Они сидели рядом и говорили о книгах. Профессор Лотт, как и Беньямин, обожал Сименона, но читал и Пруста. Наконец-то Беньямин нашел человека, разделявшего его интерес к литературе и миру идей. Как утомительно было ему находиться среди людей, которых не интересовало то, чем жил он: приходилось притворяться, что он неравнодушен к тому, что наводило на него смертную скуку. С тех пор как он покинул Париж, ему так не хватало настоящего собеседника.

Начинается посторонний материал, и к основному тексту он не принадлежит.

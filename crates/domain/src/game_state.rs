//! Per-session kingdom statistics.

use serde::{Deserialize, Serialize};

pub const HAPPINESS_MIN: i32 = 0;
pub const HAPPINESS_MAX: i32 = 100;

/// Snapshot of a kingdom's four headline statistics.
///
/// Only `happiness` is bounded. Finance, population and military can
/// go negative after enough unlucky turns.
#[derive(Debug, Clone, Copy, PartialEq, Eq, Serialize, Deserialize)]
pub struct GameState {
    pub finance: i64,
    pub population: i64,
    pub happiness: i32,
    pub military: i64,
}

impl Default for GameState {
    fn default() -> Self {
        Self {
            finance: 10_000,
            population: 500_000,
            happiness: 70,
            military: 25_000,
        }
    }
}

impl GameState {
    /// Returns a new state with `delta` added to every stat, clamping happiness.
    pub fn apply(&self, delta: &StatDelta) -> GameState {
        GameState {
            finance: self.finance + i64::from(delta.finance),
            population: self.population + i64::from(delta.population),
            happiness: (self.happiness + delta.happiness).clamp(HAPPINESS_MIN, HAPPINESS_MAX),
            military: self.military + i64::from(delta.military),
        }
    }

    /// Combined national score shown next to the stats.
    ///
    /// Divisions floor toward negative infinity so a negative treasury
    /// lowers the score rather than rounding toward zero.
    pub fn total_score(&self) -> i64 {
        self.finance.div_euclid(100)
            + self.population.div_euclid(1_000)
            + i64::from(self.happiness) * 10
            + self.military.div_euclid(10)
    }
}

/// Signed change applied to a [`GameState`] by one turn.
#[derive(Debug, Clone, Copy, Default, PartialEq, Eq, Serialize, Deserialize)]
pub struct StatDelta {
    pub finance: i32,
    pub population: i32,
    pub happiness: i32,
    pub military: i32,
}

#[cfg(test)]
mod tests {
    use super::*;

    #[test]
    fn default_matches_new_session_values() {
        let state = GameState::default();
        assert_eq!(state.finance, 10_000);
        assert_eq!(state.population, 500_000);
        assert_eq!(state.happiness, 70);
        assert_eq!(state.military, 25_000);
    }

    #[test]
    fn apply_clamps_happiness_only() {
        let state = GameState {
            finance: 100,
            population: 100,
            happiness: 95,
            military: 100,
        };
        let delta = StatDelta {
            finance: -1_000,
            population: -5_000,
            happiness: 9,
            military: -1_000,
        };

        let next = state.apply(&delta);
        assert_eq!(next.happiness, 100);
        assert_eq!(next.finance, -900);
        assert_eq!(next.population, -4_900);
        assert_eq!(next.military, -900);

        let low = GameState { happiness: 3, ..state }.apply(&StatDelta {
            happiness: -10,
            ..StatDelta::default()
        });
        assert_eq!(low.happiness, 0);
    }

    #[test]
    fn total_score_for_default_state() {
        // 100 + 500 + 700 + 2500
        assert_eq!(GameState::default().total_score(), 3_800);
    }

    #[test]
    fn total_score_floors_negative_values() {
        let state = GameState {
            finance: -150,
            population: -1,
            happiness: 0,
            military: -5,
        };
        assert_eq!(state.total_score(), -2 + -1 + 0 + -1);
    }
}
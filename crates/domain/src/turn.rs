//! Turn resolution.
//!
//! A player command is answered with one of a fixed set of narrative
//! responses and a random signed change to every stat. The reducer here is
//! pure: the caller supplies the timestamp and a `roll(min, max)` closure that
//! returns an integer in the inclusive range, so tests can script every draw.
//!
//! Draw order is fixed: response index, finance, population, happiness,
//! military.

use std::fmt;

use chrono::{DateTime, Utc};
use serde::{Deserialize, Serialize};

use crate::game_state::{GameState, StatDelta};

/// Canned narrative responses. One is picked uniformly per command.
pub const COMMAND_RESPONSES: [&str; 4] = [
    "명령을 수행했습니다. 군사력이 증가했습니다.",
    "외교 사절을 파견했습니다. 다음 턴에 결과가 나올 것입니다.",
    "내정을 정비하여 백성들의 행복도가 상승했습니다.",
    "세금을 조정하여 재정이 변동되었습니다.",
];

/// Inclusive delta ranges per stat.
pub const FINANCE_DELTA: (i32, i32) = (-1_000, 999);
pub const POPULATION_DELTA: (i32, i32) = (-5_000, 9_999);
pub const HAPPINESS_DELTA: (i32, i32) = (-10, 9);
pub const MILITARY_DELTA: (i32, i32) = (-1_000, 999);

// =============================================================================
// Turn Number
// =============================================================================

/// Discrete round of play. Starts at 1 and advances by one per resolved command.
#[derive(Debug, Clone, Copy, PartialEq, Eq, PartialOrd, Ord, Hash, Serialize, Deserialize)]
#[serde(transparent)]
pub struct TurnNumber(u32);

impl TurnNumber {
    pub fn first() -> Self {
        Self(1)
    }

    pub fn new(value: u32) -> Self {
        Self(value)
    }

    pub fn value(&self) -> u32 {
        self.0
    }

    pub fn next(&self) -> Self {
        Self(self.0.saturating_add(1))
    }
}

impl Default for TurnNumber {
    fn default() -> Self {
        Self::first()
    }
}

impl fmt::Display for TurnNumber {
    fn fmt(&self, f: &mut fmt::Formatter<'_>) -> fmt::Result {
        write!(f, "{}", self.0)
    }
}

// =============================================================================
// Command Log
// =============================================================================

/// One answered command. Never modified after creation.
#[derive(Debug, Clone, PartialEq, Eq, Serialize, Deserialize)]
pub struct CommandLogEntry {
    /// Milliseconds since the epoch, unique within a session.
    pub id: i64,
    pub command: String,
    pub response: String,
    pub timestamp: DateTime<Utc>,
}

/// Everything one command produces.
#[derive(Debug, Clone, PartialEq, Eq)]
pub struct TurnResolution {
    pub entry: CommandLogEntry,
    pub delta: StatDelta,
    pub state: GameState,
    pub turn: TurnNumber,
}

impl TurnResolution {
    /// Treasury increase for this turn, or 0 when finance did not grow.
    pub fn finance_gain(&self) -> i64 {
        i64::from(self.delta.finance.max(0))
    }
}

/// Whether a command is empty after trimming and should be ignored.
pub fn is_blank_command(command: &str) -> bool {
    command.trim().is_empty()
}

/// Resolve one command against `state`.
///
/// Returns `None` for blank commands; nothing is drawn from `roll` in that case.
pub fn resolve_command(
    state: &GameState,
    turn: TurnNumber,
    command: &str,
    entry_id: i64,
    now: DateTime<Utc>,
    mut roll: impl FnMut(i32, i32) -> i32,
) -> Option<TurnResolution> {
    if is_blank_command(command) {
        return None;
    }

    let last = COMMAND_RESPONSES.len() as i32 - 1;
    let index = draw(&mut roll, (0, last)) as usize;
    let response = COMMAND_RESPONSES[index];

    let delta = StatDelta {
        finance: draw(&mut roll, FINANCE_DELTA),
        population: draw(&mut roll, POPULATION_DELTA),
        happiness: draw(&mut roll, HAPPINESS_DELTA),
        military: draw(&mut roll, MILITARY_DELTA),
    };

    Some(TurnResolution {
        entry: CommandLogEntry {
            id: entry_id,
            command: command.to_string(),
            response: response.to_string(),
            timestamp: now,
        },
        delta,
        state: state.apply(&delta),
        turn: turn.next(),
    })
}

// Out-of-range rolls are pulled back into range.
fn draw(roll: &mut impl FnMut(i32, i32) -> i32, (min, max): (i32, i32)) -> i32 {
    roll(min, max).clamp(min, max)
}

#[cfg(test)]
mod tests {
    use super::*;
    use crate::game_state::HAPPINESS_MAX;

    fn scripted(values: Vec<i32>) -> impl FnMut(i32, i32) -> i32 {
        let mut values = values.into_iter();
        move |min, _max| values.next().unwrap_or(min)
    }

    #[test]
    fn blank_command_is_ignored_without_drawing() {
        let mut draws = 0;
        let result = resolve_command(
            &GameState::default(),
            TurnNumber::first(),
            "   \t",
            1,
            Utc::now(),
            |min, _| {
                draws += 1;
                min
            },
        );
        assert!(result.is_none());
        assert_eq!(draws, 0);
    }

    #[test]
    fn resolves_command_with_scripted_draws() {
        let now = Utc::now();
        let state = GameState::default();

        let resolution = resolve_command(
            &state,
            TurnNumber::first(),
            "강화",
            42,
            now,
            scripted(vec![2, 500, -5_000, 9, -1_000]),
        )
        .expect("non-blank command resolves");

        assert_eq!(resolution.turn, TurnNumber::new(2));
        assert_eq!(resolution.entry.id, 42);
        assert_eq!(resolution.entry.command, "강화");
        assert_eq!(resolution.entry.response, COMMAND_RESPONSES[2]);
        assert_eq!(resolution.entry.timestamp, now);
        assert_eq!(resolution.state.finance, 10_500);
        assert_eq!(resolution.state.population, 495_000);
        assert_eq!(resolution.state.happiness, 79);
        assert_eq!(resolution.state.military, 24_000);
        assert_eq!(resolution.finance_gain(), 500);
    }

    #[test]
    fn finance_gain_is_zero_when_treasury_shrinks() {
        let resolution = resolve_command(
            &GameState::default(),
            TurnNumber::first(),
            "세금 인하",
            1,
            Utc::now(),
            scripted(vec![3, -300, 0, 0, 0]),
        )
        .expect("resolves");
        assert_eq!(resolution.finance_gain(), 0);
    }

    #[test]
    fn out_of_range_rolls_are_clamped() {
        let resolution = resolve_command(
            &GameState {
                happiness: HAPPINESS_MAX,
                ..GameState::default()
            },
            TurnNumber::first(),
            "축제",
            1,
            Utc::now(),
            |_, _| i32::MAX,
        )
        .expect("resolves");

        assert_eq!(resolution.entry.response, COMMAND_RESPONSES[3]);
        assert_eq!(resolution.delta.finance, FINANCE_DELTA.1);
        assert_eq!(resolution.delta.population, POPULATION_DELTA.1);
        assert_eq!(resolution.delta.happiness, HAPPINESS_DELTA.1);
        assert_eq!(resolution.state.happiness, HAPPINESS_MAX);
    }

    #[test]
    fn draws_are_requested_with_documented_ranges() {
        let mut ranges = Vec::new();
        resolve_command(
            &GameState::default(),
            TurnNumber::first(),
            "정벌",
            1,
            Utc::now(),
            |min, max| {
                ranges.push((min, max));
                min
            },
        )
        .expect("resolves");

        assert_eq!(
            ranges,
            vec![
                (0, 3),
                FINANCE_DELTA,
                POPULATION_DELTA,
                HAPPINESS_DELTA,
                MILITARY_DELTA,
            ]
        );
    }

    #[test]
    fn command_text_is_kept_as_entered() {
        let resolution = resolve_command(
            &GameState::default(),
            TurnNumber::first(),
            "  병력 증강 ",
            1,
            Utc::now(),
            scripted(vec![]),
        )
        .expect("resolves");
        assert_eq!(resolution.entry.command, "  병력 증강 ");
    }
}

– А что вы сейчас читаете, профессор Лотт? – спросил он, всем телом подавшись вперед и приподняв брови. – Уже и не помню, когда я в последний раз пролистывал книги в магазине.
Беньямин пожелал профессору Лотту спокойной ночи и, медленно преодолевая ступеньки, пошел к себе наверх, спать. Колено по-прежнему не сгибалось, и ему приходилось отдыхать на каждой лестничной площадке. Когда он наконец добрался до своего номера, его грудь пронзила страшная боль, как будто сзади в грудную клетку ударили молотом. Он лицом вперед повалился на пол и некоторое время лежал, не в состоянии дышать, уткнувшись носом в замызганную коричневую пеньку коврика. Он попытался позвать Хенни Гурланд, чей номер был прямо напротив через коридор, но не смог издать ни звука. Наконец ему удалось перевернуться на спину.
«Я умираю, – сказал он себе. – Это конец, а мне не грустно».
Прошло полчаса, в груди отпустило, и вскоре он смог сесть, а потом и встать. Он ощупывал свое тело, как слепой руками читает стихи, написанные шрифтом Брайля. Он действительно здесь, жив, в своем теле. И боль прошла. Он чувствовал облегчение оттого, что кончилась эта мука, и в то же время был разочарован этим чудесным избавлением. Он был готов и даже вполне желал умереть. Казалось, пришел конец, и его это нисколько не печалило и не страшило. Он был даже почти рад.
Он долго влезал в ночную рубашку, забирался в постель, сидел, прислонившись спиной к дубовой спинке кровати, уставившись перед собой и размеренно дыша, и слушал, как гулко тикают старые часы на комоде. Между звуками, мнилось, простирается целая вечность: время до и после жизни, сияние по обе стороны этого темного коридора, сквозь который он пробирается вот уже почти полстолетия.